Kir4.1 potassium channel subunit is crucial for oligodendrocyte development and in vivo myelination

Clemens Neusch, Nora Rozengurt, Russell E. Jacobs, Henry A. Lester, Paulo Kofuji

Research output: Contribution to journalArticle

224 Scopus citations

Abstract

To understand the cellular and in vivo functions of specific K+ channels in glia, we have studied mice with a null mutation in the weakly inwardly rectifying K+ channel subunit Kir4.1. Kir4.1-/- mice display marked motor impairment, and the cellular basis is hypomyelination in the spinal cord, accompanied by severe spongiform vacuolation, axonal swellings, and degeneration. Immunostaining in the spinal cord of wild-type mice up to postnatal day 18 reveals that Kir4.1 is expressed in myelin-synthesizing oligodendrocytes, but probably not in neurons or glial fibrillary acidic protein-positive (GFAP-positive) astrocytes.

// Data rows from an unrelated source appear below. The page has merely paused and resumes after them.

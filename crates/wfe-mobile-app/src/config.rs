/*
[INPUT]:  YAML configuration file and WFE__* environment variables
[OUTPUT]: Validated client configuration
[POS]:    Configuration layer - server endpoint and tracked processes
[UPDATE]: When adding new configuration options
*/

use std::collections::HashSet;
use std::path::{Path, PathBuf};
use std::time::Duration;

use config::{Config, Environment, File, FileFormat};
use serde::{Deserialize, Serialize};
use wfe_mobile_adapter::{ClientConfig, DEFAULT_BASE_URL};

use crate::error::{AppError, Result};

const ENV_PREFIX: &str = "WFE";

/// Top-level configuration for the mobile client
#[derive(Debug, Clone, PartialEq, Deserialize, Serialize)]
pub struct AppConfig {
    /// REST endpoint settings
    #[serde(default)]
    pub server: ServerConfig,
    /// Process types shown on the main screen, in display order
    #[serde(default = "default_tracked_processes")]
    pub tracked_processes: Vec<TrackedProcessConfig>,
    /// Paging forwarded to the "my tasks" query
    #[serde(default)]
    pub my_tasks: MyTasksConfig,
}

/// REST endpoint settings
#[derive(Debug, Clone, PartialEq, Deserialize, Serialize)]
pub struct ServerConfig {
    /// Base URL of the REST API, deployment prefix included
    #[serde(default = "default_base_url")]
    pub base_url: String,
    /// Total request timeout in seconds
    #[serde(default = "default_timeout_secs")]
    pub timeout_secs: u64,
    /// Connect timeout in seconds
    #[serde(default = "default_connect_timeout_secs")]
    pub connect_timeout_secs: u64,
}

/// One tracked process type
#[derive(Debug, Clone, PartialEq, Eq, Deserialize, Serialize)]
pub struct TrackedProcessConfig {
    /// Process id fetched via `process/{id}`
    pub id: i64,
    /// Badge shown next to the process title
    #[serde(default)]
    pub label: Option<String>,
}

#[derive(Debug, Clone, Copy, PartialEq, Eq, Deserialize, Serialize)]
pub struct MyTasksConfig {
    #[serde(default)]
    pub page: u32,
    #[serde(default = "default_page_size")]
    pub page_size: u32,
}

impl Default for AppConfig {
    fn default() -> Self {
        Self {
            server: ServerConfig::default(),
            tracked_processes: default_tracked_processes(),
            my_tasks: MyTasksConfig::default(),
        }
    }
}

impl Default for ServerConfig {
    fn default() -> Self {
        Self {
            base_url: default_base_url(),
            timeout_secs: default_timeout_secs(),
            connect_timeout_secs: default_connect_timeout_secs(),
        }
    }
}

impl Default for MyTasksConfig {
    fn default() -> Self {
        Self {
            page: 0,
            page_size: default_page_size(),
        }
    }
}

fn default_base_url() -> String {
    DEFAULT_BASE_URL.to_string()
}

fn default_timeout_secs() -> u64 {
    30
}

fn default_connect_timeout_secs() -> u64 {
    10
}

fn default_page_size() -> u32 {
    20
}

fn default_tracked_processes() -> Vec<TrackedProcessConfig> {
    (1..=3)
        .map(|n| TrackedProcessConfig {
            id: 42 + n,
            label: Some(format!("Process {n}")),
        })
        .collect()
}

impl ServerConfig {
    /// Transport settings for the adapter client
    pub fn client_config(&self) -> ClientConfig {
        ClientConfig {
            timeout: Duration::from_secs(self.timeout_secs),
            connect_timeout: Duration::from_secs(self.connect_timeout_secs),
        }
    }
}

impl AppConfig {
    /// Load configuration from a YAML file
    pub fn from_file(path: &str) -> anyhow::Result<Self> {
        let content = std::fs::read_to_string(path)?;
        let config: Self = serde_yaml::from_str(&content)?;
        config.validate()?;
        Ok(config)
    }

    /// Layered load: optional YAML file, then `WFE__SECTION__KEY` overrides.
    ///
    /// With no explicit path the per-user config file is used when present.
    pub fn load(path: Option<&Path>) -> Result<Self> {
        let mut builder = Config::builder();

        match path {
            Some(path) => {
                builder = builder.add_source(File::from(path).format(FileFormat::Yaml));
            }
            None => {
                if let Some(default_path) = default_config_path().filter(|p| p.exists()) {
                    builder = builder
                        .add_source(File::from(default_path).format(FileFormat::Yaml).required(false));
                }
            }
        }

        builder = builder.add_source(
            Environment::with_prefix(ENV_PREFIX)
                .prefix_separator("__")
                .separator("__")
                .try_parsing(true),
        );

        let config: Self = builder
            .build()
            .and_then(|c| c.try_deserialize())
            .map_err(|e| AppError::Config(e.to_string()))?;
        config.validate()?;
        Ok(config)
    }

    /// Tracked ids in display order
    pub fn tracked_ids(&self) -> Vec<i64> {
        self.tracked_processes.iter().map(|p| p.id).collect()
    }

    pub fn validate(&self) -> Result<()> {
        if self.tracked_processes.is_empty() {
            return Err(AppError::Config(
                "at least one tracked process is required".to_string(),
            ));
        }
        let mut seen = HashSet::new();
        for process in &self.tracked_processes {
            if !seen.insert(process.id) {
                return Err(AppError::Config(format!(
                    "duplicate tracked process id {}",
                    process.id
                )));
            }
        }
        if self.my_tasks.page_size == 0 {
            return Err(AppError::Config("my_tasks.page_size must be positive".to_string()));
        }
        if self.server.base_url.trim().is_empty() {
            return Err(AppError::Config("server.base_url must not be empty".to_string()));
        }
        Ok(())
    }
}

/// `<config_dir>/wfe-mobile/config.yaml`
pub fn default_config_path() -> Option<PathBuf> {
    dirs::config_dir().map(|dir| dir.join("wfe-mobile").join("config.yaml"))
}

Cultured oligodendrocytes from developing spinal cord of Kir4.1-/- mice lack most of the wild-type K+ conductance, have depolarized membrane potentials, and display immature morphology. By contrast, cultured neurons from spinal cord of Kir4.1-/- mice have normal physiological characteristics. We conclude that Kir4.1 forms the major K+ conductance of oligodendrocytes and is therefore crucial for myelination. The Kir4.1 knock-out mouse is one of the few CNS dysmyelinating or demyelinating phenotypes that does not involve a gene directly involved in the structure, synthesis, degradation, or immune response to myelin. Therefore, this mouse shows how an ion channel mutation could contribute to the polygenic demyelinating diseases.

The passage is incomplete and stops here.